■ **TASK**: Look through the listing and locate every line containing the word "println"; copy those lines.

▼

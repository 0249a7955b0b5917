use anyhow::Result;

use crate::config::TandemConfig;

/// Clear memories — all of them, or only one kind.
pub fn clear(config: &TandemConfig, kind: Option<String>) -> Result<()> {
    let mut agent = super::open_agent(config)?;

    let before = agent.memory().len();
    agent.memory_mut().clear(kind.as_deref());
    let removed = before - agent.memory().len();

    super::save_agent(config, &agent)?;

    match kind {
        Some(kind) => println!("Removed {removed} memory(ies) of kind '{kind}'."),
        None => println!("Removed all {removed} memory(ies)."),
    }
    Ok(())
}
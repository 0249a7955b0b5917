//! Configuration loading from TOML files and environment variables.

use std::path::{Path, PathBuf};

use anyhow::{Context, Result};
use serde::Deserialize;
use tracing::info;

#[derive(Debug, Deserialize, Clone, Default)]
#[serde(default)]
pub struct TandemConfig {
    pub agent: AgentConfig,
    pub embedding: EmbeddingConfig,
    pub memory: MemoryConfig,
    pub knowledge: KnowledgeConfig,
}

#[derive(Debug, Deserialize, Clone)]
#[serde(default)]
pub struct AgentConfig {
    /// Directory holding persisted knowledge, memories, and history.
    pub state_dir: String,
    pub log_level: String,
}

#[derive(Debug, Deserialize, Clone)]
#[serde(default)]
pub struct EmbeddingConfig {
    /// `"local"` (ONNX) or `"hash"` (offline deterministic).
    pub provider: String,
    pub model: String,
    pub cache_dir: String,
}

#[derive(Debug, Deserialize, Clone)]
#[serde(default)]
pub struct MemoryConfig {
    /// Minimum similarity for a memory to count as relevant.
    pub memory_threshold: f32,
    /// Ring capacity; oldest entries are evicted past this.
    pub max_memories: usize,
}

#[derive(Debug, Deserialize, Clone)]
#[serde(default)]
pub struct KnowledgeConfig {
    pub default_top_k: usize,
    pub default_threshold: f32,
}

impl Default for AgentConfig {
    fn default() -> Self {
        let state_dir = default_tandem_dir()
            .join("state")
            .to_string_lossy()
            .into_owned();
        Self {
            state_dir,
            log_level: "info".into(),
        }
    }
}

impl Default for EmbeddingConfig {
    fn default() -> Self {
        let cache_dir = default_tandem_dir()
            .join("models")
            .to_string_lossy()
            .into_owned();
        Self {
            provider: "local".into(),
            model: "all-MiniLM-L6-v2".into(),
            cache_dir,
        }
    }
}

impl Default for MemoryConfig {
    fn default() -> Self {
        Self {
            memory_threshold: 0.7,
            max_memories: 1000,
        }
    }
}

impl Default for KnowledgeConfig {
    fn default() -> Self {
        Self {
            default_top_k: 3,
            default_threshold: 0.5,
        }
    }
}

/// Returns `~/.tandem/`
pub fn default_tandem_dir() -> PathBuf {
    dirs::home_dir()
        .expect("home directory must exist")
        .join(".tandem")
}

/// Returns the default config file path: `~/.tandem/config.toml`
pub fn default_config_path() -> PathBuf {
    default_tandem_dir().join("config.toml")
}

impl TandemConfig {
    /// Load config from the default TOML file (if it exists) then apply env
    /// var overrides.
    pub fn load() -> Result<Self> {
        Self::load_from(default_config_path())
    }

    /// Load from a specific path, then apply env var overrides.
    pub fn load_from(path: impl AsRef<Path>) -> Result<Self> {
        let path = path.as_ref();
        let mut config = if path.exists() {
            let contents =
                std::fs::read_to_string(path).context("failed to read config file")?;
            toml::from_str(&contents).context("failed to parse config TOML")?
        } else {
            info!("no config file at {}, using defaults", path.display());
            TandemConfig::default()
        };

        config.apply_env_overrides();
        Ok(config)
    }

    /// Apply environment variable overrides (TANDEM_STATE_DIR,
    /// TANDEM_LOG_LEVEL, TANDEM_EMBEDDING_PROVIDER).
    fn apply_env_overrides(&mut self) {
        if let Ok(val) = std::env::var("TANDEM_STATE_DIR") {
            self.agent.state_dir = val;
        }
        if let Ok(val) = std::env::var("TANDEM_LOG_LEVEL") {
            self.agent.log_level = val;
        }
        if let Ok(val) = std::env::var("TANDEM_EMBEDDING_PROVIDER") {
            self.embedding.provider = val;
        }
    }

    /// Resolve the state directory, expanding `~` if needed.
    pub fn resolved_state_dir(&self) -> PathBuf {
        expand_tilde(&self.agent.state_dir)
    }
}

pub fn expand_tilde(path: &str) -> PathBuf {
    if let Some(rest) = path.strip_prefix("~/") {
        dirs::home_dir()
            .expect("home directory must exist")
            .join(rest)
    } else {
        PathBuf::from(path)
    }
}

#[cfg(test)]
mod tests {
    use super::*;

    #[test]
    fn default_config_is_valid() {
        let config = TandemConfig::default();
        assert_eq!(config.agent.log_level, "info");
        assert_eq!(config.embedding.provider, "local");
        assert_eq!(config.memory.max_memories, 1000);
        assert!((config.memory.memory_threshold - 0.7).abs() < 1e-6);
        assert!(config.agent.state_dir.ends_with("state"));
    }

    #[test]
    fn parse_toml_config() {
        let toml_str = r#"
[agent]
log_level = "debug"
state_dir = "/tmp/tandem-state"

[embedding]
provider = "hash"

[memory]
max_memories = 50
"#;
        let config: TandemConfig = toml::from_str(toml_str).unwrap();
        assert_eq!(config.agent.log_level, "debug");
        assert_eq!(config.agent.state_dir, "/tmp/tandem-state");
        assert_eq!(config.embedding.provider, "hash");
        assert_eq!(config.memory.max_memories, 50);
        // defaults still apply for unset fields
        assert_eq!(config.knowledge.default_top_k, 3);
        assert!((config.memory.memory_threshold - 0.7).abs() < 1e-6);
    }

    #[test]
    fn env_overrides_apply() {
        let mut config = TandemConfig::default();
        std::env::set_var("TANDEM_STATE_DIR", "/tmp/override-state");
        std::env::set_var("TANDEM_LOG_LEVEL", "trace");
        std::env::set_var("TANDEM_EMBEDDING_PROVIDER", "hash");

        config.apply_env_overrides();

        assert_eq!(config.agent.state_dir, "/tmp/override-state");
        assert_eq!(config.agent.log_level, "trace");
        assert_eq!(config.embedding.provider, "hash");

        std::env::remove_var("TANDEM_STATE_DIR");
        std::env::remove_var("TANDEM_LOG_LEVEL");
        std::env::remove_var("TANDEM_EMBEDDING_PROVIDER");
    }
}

▲

■ **ANSWER SECTION**:
        Some(kind) => println!("Removed {removed} memory(ies) of kind '{kind}'."),
        None => println!("Removed all {removed} memory(ies)."),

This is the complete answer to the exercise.